Druk Another Round Review
0 0
Read Time:4 Minute, 39 Second

Thomas Vinterberg’s cinema is one-of-a-kind. If we happen to observe his short yet vivid filmography, the Dogme95-founding filmmaker’s style is distinctively auteurial, even when the stories happen to be adaptations or are based on real events. Vinterberg is known to marry dark themes onto deeply emotional templates without veering into mind-numbing melodrama. The director’s discreet manner of critiquing society is the hallmark of his unique brand of cinema – which, I confess, is a personal favourite. Therefore, when Vinterberg returns with his latest offering Another Round (Druk in Danish), I have profound reasons to revel.

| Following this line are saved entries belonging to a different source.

#![forbid(unsafe_code)]

use crate::tracker::TrackerConfig;
use std::path::{Path, PathBuf};
use tracing::warn;

const DEFAULT_WORK_ITEMS: &str = "8-REALIZATION/backlog/work-items.yaml";
const DEFAULT_GITHUB_ORG: &str = "techseed-codex";
const DEFAULT_PROJECT_NUMBER: i64 = 2;

/// Settings resolved once at startup. Flags win over environment variables.
#[derive(Clone, Debug, PartialEq, Eq)]
pub(crate) struct RuntimeConfig {
    pub(crate) work_items: PathBuf,
    pub(crate) create_backup: bool,
    pub(crate) tracker: TrackerConfig,
}

impl RuntimeConfig {
    pub(crate) fn from_process() -> Self {
        let cwd = std::env::current_dir().unwrap_or_else(|_| PathBuf::from("."));
        Self::resolve(std::env::args().skip(1), |key| std::env::var(key).ok(), &cwd)
    }

    pub(crate) fn resolve(
        args: impl IntoIterator<Item = String>,
        env: impl Fn(&str) -> Option<String>,
        cwd: &Path,
    ) -> Self {
        let mut work_items: Option<PathBuf> = None;
        let mut no_backup = false;

        let mut args = args.into_iter();
        while let Some(arg) = args.next() {
            if arg == "--work-items"
                && let Some(value) = args.next()
            {
                work_items = Some(PathBuf::from(value));
            } else if let Some(value) = arg.strip_prefix("--work-items=") {
                work_items = Some(PathBuf::from(value));
            } else if arg == "--no-backup" {
                no_backup = true;
            }
        }

        let work_items = work_items
            .or_else(|| non_empty(env("WBS_WORK_ITEMS_PATH")).map(PathBuf::from))
            .unwrap_or_else(|| repo_root(cwd).join(DEFAULT_WORK_ITEMS));
        let no_backup = no_backup || env("WBS_MCP_NO_BACKUP").as_deref().is_some_and(truthy);

        let project_number = match non_empty(env("GITHUB_PROJECT_NUMBER")) {
            None => DEFAULT_PROJECT_NUMBER,
            Some(raw) => raw.trim().parse().unwrap_or_else(|_| {
                warn!(value = %raw, "ignoring non-numeric GITHUB_PROJECT_NUMBER");
                DEFAULT_PROJECT_NUMBER
            }),
        };

        Self {
            work_items,
            create_backup: !no_backup,
            tracker: TrackerConfig {
                org: non_empty(env("GITHUB_ORG")).unwrap_or_else(|| DEFAULT_GITHUB_ORG.to_string()),
                project_number,
                gh_bin: non_empty(env("WBS_MCP_GH_BIN")).unwrap_or_else(|| "gh".to_string()),
            },
        }
    }
}

/// Nearest ancestor of `cwd` holding `.git`; `cwd` itself when there is none.
fn repo_root(cwd: &Path) -> PathBuf {
    cwd.ancestors()
        .find(|dir| dir.join(".git").exists())
        .unwrap_or(cwd)
        .to_path_buf()
}

fn non_empty(value: Option<String>) -> Option<String> {
    value.filter(|v| !v.trim().is_empty())
}

fn truthy(value: &str) -> bool {
    matches!(
        value.trim().to_ascii_lowercase().as_str(),
        "1" | "true" | "yes" | "on"
    )
}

Another Round is about four male schoolteachers Martin (Mads Mikkelsen), Tommy (Thomas Bo Larsen), Peter (Lars Ranthe), and Nikolaj (Magnus Millang). Dabbling with typical middle-age woes of familial, professional, and social nature, the foursome makes an eventful decision at Nikolaj’s 40th birthday party. They announce to take up a pseudoscientific experiment as proposed by Norwegian psychiatrist Finn Skarderud. The deal is to consume alcohol in such a way that it remains precisely 0.05% of one’s blood-alcohol content. This exercise, as interpreted by the men, was bound to transform their lives. Inspired by Ernest Hemingway, the four friends agree upon an 8 pm curfew besides a rule to shun alcohol over the weekend.

Predictably enough, lives change for each of them. It’s as if their mojo from the youth resurfaced. The anchor of the story, Martin, a history teacher, finds himself winning over his students as well as his family. Physical education teacher Tommy is seen coaching his soccer team like he never managed in years. The changes are decidedly sudden but there comes a point when the overjoyed men decide to fuel up their alcohol intake. This leads them to a bottomless pit of alcoholism thereby jeopardizing all areas of their lives.

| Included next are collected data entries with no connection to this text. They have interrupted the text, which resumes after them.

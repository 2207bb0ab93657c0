#![forbid(unsafe_code)]

use serde_json::{Value, json};

pub(crate) fn tool_definitions() -> Vec<Value> {
    vec![
        json!({
            "name": "list_work_items",
            "description": "List and filter work items from work-items.yaml. Use this to explore the backlog by status, type, milestone, work stream or parent.",
            "inputSchema": {
                "type": "object",
                "properties": {
                    "status": { "type": "string", "description": "Status, case-insensitive (Todo, In Progress, Done, Blocked)" },
                    "wbs_type": { "type": "string", "description": "Type, case-insensitive (Epic, Feature, Task)" },
                    "milestone": { "type": "string", "description": "Milestone substring, e.g. 'M1.1'" },
                    "work_stream": { "type": "string", "description": "Work stream substring, e.g. 'WS1'" },
                    "parent_wbs": { "type": "string", "description": "Exact parent WBS ID, e.g. 'WS-11100'" },
                    "limit": { "type": "integer", "minimum": 0, "default": 50, "description": "Maximum number of results" }
                }
            }
        }),
        json!({
            "name": "get_work_item",
            "description": "Get full details of one work item by WBS ID or GitHub issue number.",
            "inputSchema": {
                "type": "object",
                "properties": {
                    "wbs_id": { "type": "string", "description": "WBS ID, e.g. 'WS-17101'" },
                    "issue_number": { "type": "integer", "description": "GitHub issue number (alternative to wbs_id)" }
                },
                "oneOf": [
                    { "required": ["wbs_id"] },
                    { "required": ["issue_number"] }
                ]
            }
        }),
        json!({
            "name": "get_hierarchy",
            "description": "Epic -> feature -> task tree with effort totals and progress rolled up from the leaves.",
            "inputSchema": {
                "type": "object",
                "properties": {
                    "root_wbs": { "type": "string", "description": "Root WBS ID; all top-level epics when omitted" }
                }
            }
        }),
        json!({
            "name": "validate_sync",
            "description": "Check work-items.yaml for missing parents, broken references, orphans, duplicate IDs, invalid statuses and parent cycles.",
            "inputSchema": { "type": "object", "properties": {} }
        }),
        json!({
            "name": "find_orphans",
            "description": "Find features without epics, items without milestones and broken parent references.",
            "inputSchema": { "type": "object", "properties": {} }
        }),
        json!({
            "name": "get_milestone_coverage",
            "description": "Per-milestone item counts, effort totals and completion percentage.",
            "inputSchema": {
                "type": "object",
                "properties": {
                    "milestone_filter": { "type": "string", "description": "Milestone substring, case-insensitive, e.g. 'M1'" }
                }
            }
        }),
        json!({
            "name": "update_work_item",
            "description": "Update fields of one work item in work-items.yaml, keeping the rest of the file as written. Optionally pushes status and priority to the GitHub Project.",
            "inputSchema": {
                "type": "object",
                "properties": {
                    "wbs_id": { "type": "string", "description": "WBS ID of the item to update" },
                    "updates": {
                        "type": "object",
                        "description": "Fields to set",
                        "additionalProperties": false,
                        "properties": {
                            "status": { "type": "string" },
                            "priority": { "type": "string", "description": "🚨 Critical, 🔥 High, 🟡 Medium, 🟢 Low" },
                            "milestone": { "type": ["string", "null"] },
                            "assignees": { "type": "array", "items": { "type": "string" } },
                            "start_date": { "type": ["string", "null"], "description": "YYYY-MM-DD" },
                            "end_date": { "type": ["string", "null"], "description": "YYYY-MM-DD" },
                            "effort_days": { "type": "number", "minimum": 0 },
                            "description": { "type": "string" },
                            "title": { "type": "string" },
                            "responsible_architect": { "type": "string" },
                            "allow_yaml_override": { "type": "boolean" }
                        }
                    },
                    "push_to_github": { "type": "boolean", "default": false, "description": "Also update the GitHub Project item" }
                },
                "required": ["wbs_id", "updates"]
            }
        }),
        json!({
            "name": "list_pr_review_threads",
            "description": "List unresolved review threads of a pull request; the current branch's PR when pr_number is omitted.",
            "inputSchema": {
                "type": "object",
                "properties": {
                    "pr_number": { "type": "integer", "description": "Pull request number" }
                }
            }
        }),
        json!({
            "name": "reply_to_review_thread",
            "description": "Reply to a review thread, e.g. to explain the fix made.",
            "inputSchema": {
                "type": "object",
                "properties": {
                    "thread_id": { "type": "string", "description": "Thread ID from list_pr_review_threads" },
                    "body": { "type": "string", "description": "Reply text (markdown)" }
                },
                "required": ["thread_id", "body"]
            }
        }),
        json!({
            "name": "resolve_review_thread",
            "description": "Mark a review thread as resolved.",
            "inputSchema": {
                "type": "object",
                "properties": {
                    "thread_id": { "type": "string", "description": "Thread ID from list_pr_review_threads" }
                },
                "required": ["thread_id"]
            }
        }),
    ]
}
#![forbid(unsafe_code)]

use super::{ToolResult, invalid, store_failure};
use crate::render::{render_detail, render_list};
use crate::{ArgMap, McpServer, optional_i64, optional_string, optional_usize};
use wbs_core::query::RecordFilter;

const DEFAULT_LIST_LIMIT: usize = 50;

impl McpServer {
    pub(crate) fn tool_list_work_items(&mut self, args: &ArgMap) -> ToolResult {
        let filter = RecordFilter {
            status: optional_string(args, "status").map_err(invalid)?,
            kind: optional_string(args, "wbs_type").map_err(invalid)?,
            milestone: optional_string(args, "milestone").map_err(invalid)?,
            work_stream: optional_string(args, "work_stream").map_err(invalid)?,
            parent_id: optional_string(args, "parent_wbs").map_err(invalid)?,
        };
        let limit = optional_usize(args, "limit")
            .map_err(invalid)?
            .unwrap_or(DEFAULT_LIST_LIMIT);

        let mut records = self.store.filter(&filter).map_err(store_failure)?;
        records.truncate(limit);
        Ok(render_list(&records))
    }

    /// `wbs_id` wins when both keys are given.
    pub(crate) fn tool_get_work_item(&mut self, args: &ArgMap) -> ToolResult {
        let wbs_id = optional_string(args, "wbs_id")
            .map_err(invalid)?
            .filter(|id| !id.is_empty());
        let issue_number = optional_i64(args, "issue_number")
            .map_err(invalid)?
            .filter(|number| *number != 0);

        let (found, missing) = match (wbs_id, issue_number) {
            (Some(id), _) => (
                self.store.get_by_id(&id).map_err(store_failure)?,
                id,
            ),
            (None, Some(number)) => (
                self.store.get_by_issue(number).map_err(store_failure)?,
                format!("#{number}"),
            ),
            (None, None) => {
                return Err(invalid("Must provide either wbs_id or issue_number"));
            }
        };
        Ok(match found {
            Some(record) => render_detail(&record),
            None => format!("Work item not found: {missing}"),
        })
    }
}
#![forbid(unsafe_code)]

//! One-way push of local edits to the GitHub Projects board, plus the pull
//! request review-thread calls. Everything goes through the `gh` CLI.

mod gh;
mod project;
pub(crate) mod review;

pub(crate) use gh::GhCli;
pub(crate) use project::GhProjectSync;

use std::collections::BTreeMap;
use std::time::Duration;
use thiserror::Error;
use tracing::{debug, warn};
use wbs_storage::{FieldUpdates, UpdateField};

#[derive(Clone, Debug, PartialEq, Eq)]
pub(crate) struct TrackerConfig {
    pub(crate) org: String,
    pub(crate) project_number: i64,
    pub(crate) gh_bin: String,
}

#[derive(Debug, Error)]
pub(crate) enum TrackerError {
    #[error("failed to run {program}: {source}")]
    Spawn {
        program: String,
        #[source]
        source: std::io::Error,
    },
    #[error("Request timed out after {}s", .0.as_secs())]
    Timeout(Duration),
    #[error("GitHub API error: {0}")]
    CommandFailed(String),
    #[error("Failed to parse response: {0}")]
    Parse(String),
    #[error("{0}")]
    Config(String),
    #[error("Field '{0}' not found in project")]
    UnknownField(String),
    #[error("Invalid {field} value '{value}'. Valid options: {}", .valid.join(", "))]
    InvalidOption {
        field: String,
        value: String,
        valid: Vec<String>,
    },
}

/// Pushes one field value to the tracker. `Ok(false)` means the issue is not
/// on the board, which is reported but not an error.
pub(crate) trait TrackerSync {
    fn sync_field(
        &mut self,
        issue_number: i64,
        field: &str,
        value: &str,
    ) -> Result<bool, TrackerError>;
}

/// Board column for a local field, when the board tracks it.
pub(crate) fn tracker_field(field: UpdateField) -> Option<&'static str> {
    match field {
        UpdateField::Status => Some("Status"),
        UpdateField::Priority => Some("Priority"),
        _ => None,
    }
}

/// Pushes every mapped field of `updates`, recording per-field success.
/// Failures are logged and kept as `false`; nothing is retried.
pub(crate) fn sync_record(
    tracker: &mut dyn TrackerSync,
    issue_number: i64,
    updates: &FieldUpdates,
) -> BTreeMap<String, bool> {
    let mut results = BTreeMap::new();
    for (field, value) in updates.iter() {
        let Some(column) = tracker_field(field) else {
            debug!(field = %field, "no tracker mapping, skipping");
            continue;
        };
        let outcome = match tracker.sync_field(issue_number, column, &value.to_string()) {
            Ok(done) => done,
            Err(err) => {
                warn!(issue_number, field = %field, error = %err, "tracker sync failed");
                false
            }
        };
        results.insert(field.as_str().to_string(), outcome);
    }
    results
}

More than a cautionary tale on the vices of alcohol intake, Another Round operates as a chronicle of midlife crises. It throws light on why the men would want the thrill of alcohol without analyzing the outcomes. Vinterberg refuses to give a clinical perspective to the experiment that his protagonists follow. It is this very naivety of his characters that help the narrative flourish with empathy and believability.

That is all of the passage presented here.